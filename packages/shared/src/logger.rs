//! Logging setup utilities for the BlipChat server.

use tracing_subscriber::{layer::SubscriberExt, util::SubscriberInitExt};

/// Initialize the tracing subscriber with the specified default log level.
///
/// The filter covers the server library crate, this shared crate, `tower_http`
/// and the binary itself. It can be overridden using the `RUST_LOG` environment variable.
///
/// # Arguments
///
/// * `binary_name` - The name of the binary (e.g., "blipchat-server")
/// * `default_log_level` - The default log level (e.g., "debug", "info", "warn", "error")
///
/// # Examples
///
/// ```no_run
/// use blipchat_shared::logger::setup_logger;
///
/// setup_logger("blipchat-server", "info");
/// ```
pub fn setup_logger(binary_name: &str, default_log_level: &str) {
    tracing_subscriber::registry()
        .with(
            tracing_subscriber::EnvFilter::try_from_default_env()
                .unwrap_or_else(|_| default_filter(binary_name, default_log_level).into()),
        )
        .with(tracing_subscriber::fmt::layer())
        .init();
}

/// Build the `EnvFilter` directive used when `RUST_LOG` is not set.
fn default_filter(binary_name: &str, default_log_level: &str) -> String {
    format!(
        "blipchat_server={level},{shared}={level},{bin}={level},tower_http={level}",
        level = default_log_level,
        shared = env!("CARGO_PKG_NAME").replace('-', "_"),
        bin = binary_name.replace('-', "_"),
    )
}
____
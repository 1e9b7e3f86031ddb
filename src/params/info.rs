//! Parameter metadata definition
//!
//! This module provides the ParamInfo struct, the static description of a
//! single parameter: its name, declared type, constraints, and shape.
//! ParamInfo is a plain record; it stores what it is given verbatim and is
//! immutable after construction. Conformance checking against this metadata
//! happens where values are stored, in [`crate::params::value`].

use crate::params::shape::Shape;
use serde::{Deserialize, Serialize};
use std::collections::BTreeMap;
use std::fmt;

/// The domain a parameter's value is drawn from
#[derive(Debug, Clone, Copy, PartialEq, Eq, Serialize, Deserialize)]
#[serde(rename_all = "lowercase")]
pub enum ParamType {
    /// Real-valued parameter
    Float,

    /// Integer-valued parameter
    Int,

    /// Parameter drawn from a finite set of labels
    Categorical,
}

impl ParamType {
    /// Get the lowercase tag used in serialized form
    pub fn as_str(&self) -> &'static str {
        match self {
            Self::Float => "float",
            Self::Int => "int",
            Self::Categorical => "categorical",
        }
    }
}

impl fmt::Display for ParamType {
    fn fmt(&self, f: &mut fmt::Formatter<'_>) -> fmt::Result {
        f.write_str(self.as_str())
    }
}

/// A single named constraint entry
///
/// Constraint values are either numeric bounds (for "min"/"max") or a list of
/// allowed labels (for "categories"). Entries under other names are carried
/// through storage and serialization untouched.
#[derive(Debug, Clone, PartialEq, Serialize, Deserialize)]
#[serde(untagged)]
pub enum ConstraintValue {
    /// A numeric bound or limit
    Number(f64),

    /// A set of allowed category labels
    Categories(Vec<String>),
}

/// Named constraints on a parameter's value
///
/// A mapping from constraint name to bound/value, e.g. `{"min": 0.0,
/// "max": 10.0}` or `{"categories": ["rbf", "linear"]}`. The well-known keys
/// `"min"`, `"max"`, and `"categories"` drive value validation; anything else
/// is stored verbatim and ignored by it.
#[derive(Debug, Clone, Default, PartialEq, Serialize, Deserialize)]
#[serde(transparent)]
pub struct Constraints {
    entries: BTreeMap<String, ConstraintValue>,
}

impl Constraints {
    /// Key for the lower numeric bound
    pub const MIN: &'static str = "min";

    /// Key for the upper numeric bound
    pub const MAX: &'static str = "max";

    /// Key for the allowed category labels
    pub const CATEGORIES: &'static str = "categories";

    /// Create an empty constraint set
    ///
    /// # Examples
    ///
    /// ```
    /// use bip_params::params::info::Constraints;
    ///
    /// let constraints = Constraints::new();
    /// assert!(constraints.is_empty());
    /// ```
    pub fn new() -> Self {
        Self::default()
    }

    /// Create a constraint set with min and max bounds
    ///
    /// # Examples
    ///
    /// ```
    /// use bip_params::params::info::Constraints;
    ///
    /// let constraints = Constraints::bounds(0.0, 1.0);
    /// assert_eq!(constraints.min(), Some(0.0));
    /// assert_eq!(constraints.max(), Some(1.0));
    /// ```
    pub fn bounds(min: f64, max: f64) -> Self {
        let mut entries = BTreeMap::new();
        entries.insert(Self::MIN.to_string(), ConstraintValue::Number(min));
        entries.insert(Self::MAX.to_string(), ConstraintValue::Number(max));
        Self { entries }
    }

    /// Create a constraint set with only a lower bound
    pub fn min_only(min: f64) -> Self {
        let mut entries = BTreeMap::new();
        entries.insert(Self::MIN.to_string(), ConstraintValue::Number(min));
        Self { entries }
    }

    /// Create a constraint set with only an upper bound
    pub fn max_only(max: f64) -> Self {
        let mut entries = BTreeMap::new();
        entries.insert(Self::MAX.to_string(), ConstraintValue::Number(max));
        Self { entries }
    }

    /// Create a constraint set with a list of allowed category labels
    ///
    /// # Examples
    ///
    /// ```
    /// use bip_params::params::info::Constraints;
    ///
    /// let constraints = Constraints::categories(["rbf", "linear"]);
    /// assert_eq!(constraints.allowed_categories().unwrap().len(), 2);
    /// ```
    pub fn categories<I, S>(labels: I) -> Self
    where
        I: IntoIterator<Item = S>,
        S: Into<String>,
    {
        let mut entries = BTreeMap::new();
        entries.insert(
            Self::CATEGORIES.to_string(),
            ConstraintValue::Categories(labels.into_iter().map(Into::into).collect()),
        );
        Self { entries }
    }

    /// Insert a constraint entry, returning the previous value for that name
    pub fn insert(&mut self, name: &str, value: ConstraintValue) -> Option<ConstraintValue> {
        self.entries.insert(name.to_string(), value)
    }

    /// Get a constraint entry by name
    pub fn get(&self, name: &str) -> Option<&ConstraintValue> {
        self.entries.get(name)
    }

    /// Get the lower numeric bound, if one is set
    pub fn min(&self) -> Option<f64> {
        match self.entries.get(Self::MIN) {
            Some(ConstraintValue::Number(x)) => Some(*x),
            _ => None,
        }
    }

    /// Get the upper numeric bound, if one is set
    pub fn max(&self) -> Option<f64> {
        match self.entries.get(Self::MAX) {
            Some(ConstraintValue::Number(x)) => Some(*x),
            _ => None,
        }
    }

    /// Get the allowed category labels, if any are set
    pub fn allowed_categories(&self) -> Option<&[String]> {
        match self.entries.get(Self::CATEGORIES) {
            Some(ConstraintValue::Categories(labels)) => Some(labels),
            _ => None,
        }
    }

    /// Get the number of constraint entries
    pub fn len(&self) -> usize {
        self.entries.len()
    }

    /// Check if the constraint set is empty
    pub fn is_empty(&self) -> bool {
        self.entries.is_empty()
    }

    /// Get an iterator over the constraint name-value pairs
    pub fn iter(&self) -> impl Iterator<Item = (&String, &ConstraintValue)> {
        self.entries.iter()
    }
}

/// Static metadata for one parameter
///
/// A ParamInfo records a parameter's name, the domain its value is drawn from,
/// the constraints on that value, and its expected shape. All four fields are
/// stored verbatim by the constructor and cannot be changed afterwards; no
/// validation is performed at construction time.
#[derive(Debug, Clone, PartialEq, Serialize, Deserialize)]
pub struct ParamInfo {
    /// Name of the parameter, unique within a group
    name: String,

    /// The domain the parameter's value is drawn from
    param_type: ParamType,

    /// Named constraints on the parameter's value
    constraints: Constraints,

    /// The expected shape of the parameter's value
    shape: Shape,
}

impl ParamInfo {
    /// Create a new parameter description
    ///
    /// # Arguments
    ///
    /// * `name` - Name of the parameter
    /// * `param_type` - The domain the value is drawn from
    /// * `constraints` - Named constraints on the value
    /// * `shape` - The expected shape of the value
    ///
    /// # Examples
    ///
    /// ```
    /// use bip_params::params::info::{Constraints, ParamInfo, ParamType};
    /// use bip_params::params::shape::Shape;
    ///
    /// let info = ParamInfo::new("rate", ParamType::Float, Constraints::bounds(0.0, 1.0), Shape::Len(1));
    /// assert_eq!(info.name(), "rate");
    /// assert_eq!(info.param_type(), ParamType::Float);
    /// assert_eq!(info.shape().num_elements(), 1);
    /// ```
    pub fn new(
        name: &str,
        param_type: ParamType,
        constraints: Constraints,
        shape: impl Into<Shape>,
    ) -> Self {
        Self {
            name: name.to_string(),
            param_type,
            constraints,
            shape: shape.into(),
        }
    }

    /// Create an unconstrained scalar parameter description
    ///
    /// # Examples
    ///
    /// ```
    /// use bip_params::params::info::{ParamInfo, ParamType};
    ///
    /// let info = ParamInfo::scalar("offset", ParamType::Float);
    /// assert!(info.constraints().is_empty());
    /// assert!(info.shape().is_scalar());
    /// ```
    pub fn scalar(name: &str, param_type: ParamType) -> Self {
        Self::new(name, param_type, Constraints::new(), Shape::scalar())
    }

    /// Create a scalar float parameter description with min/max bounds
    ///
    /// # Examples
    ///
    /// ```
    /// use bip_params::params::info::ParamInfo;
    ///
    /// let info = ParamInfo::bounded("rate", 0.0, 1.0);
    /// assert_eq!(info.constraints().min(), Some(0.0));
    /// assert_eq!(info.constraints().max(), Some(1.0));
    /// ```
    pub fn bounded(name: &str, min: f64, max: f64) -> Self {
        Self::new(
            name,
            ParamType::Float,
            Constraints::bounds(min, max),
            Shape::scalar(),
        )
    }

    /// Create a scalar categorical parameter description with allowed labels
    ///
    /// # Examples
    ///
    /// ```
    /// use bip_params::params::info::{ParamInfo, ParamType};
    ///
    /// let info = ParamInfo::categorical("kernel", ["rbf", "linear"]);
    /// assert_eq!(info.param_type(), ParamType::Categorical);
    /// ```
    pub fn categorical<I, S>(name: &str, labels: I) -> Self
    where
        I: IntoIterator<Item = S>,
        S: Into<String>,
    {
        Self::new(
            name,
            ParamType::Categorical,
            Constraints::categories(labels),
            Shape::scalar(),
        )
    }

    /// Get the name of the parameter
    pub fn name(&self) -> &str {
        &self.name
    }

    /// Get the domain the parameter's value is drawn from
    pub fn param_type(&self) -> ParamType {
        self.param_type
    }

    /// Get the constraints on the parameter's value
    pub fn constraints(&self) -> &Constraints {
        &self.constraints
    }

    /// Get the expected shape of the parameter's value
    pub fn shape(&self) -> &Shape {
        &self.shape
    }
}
____
▸ PROBLEM REQUIREMENTS
Using the records above, copy word for word the line with "self.entries.len()", the line with "constraint name-value pairs", and every line between them.

▸ REPLY
        self.entries.len()
    }

    /// Check if the constraint set is empty
    pub fn is_empty(&self) -> bool {
        self.entries.is_empty()
    }

    /// Get an iterator over the constraint name-value pairs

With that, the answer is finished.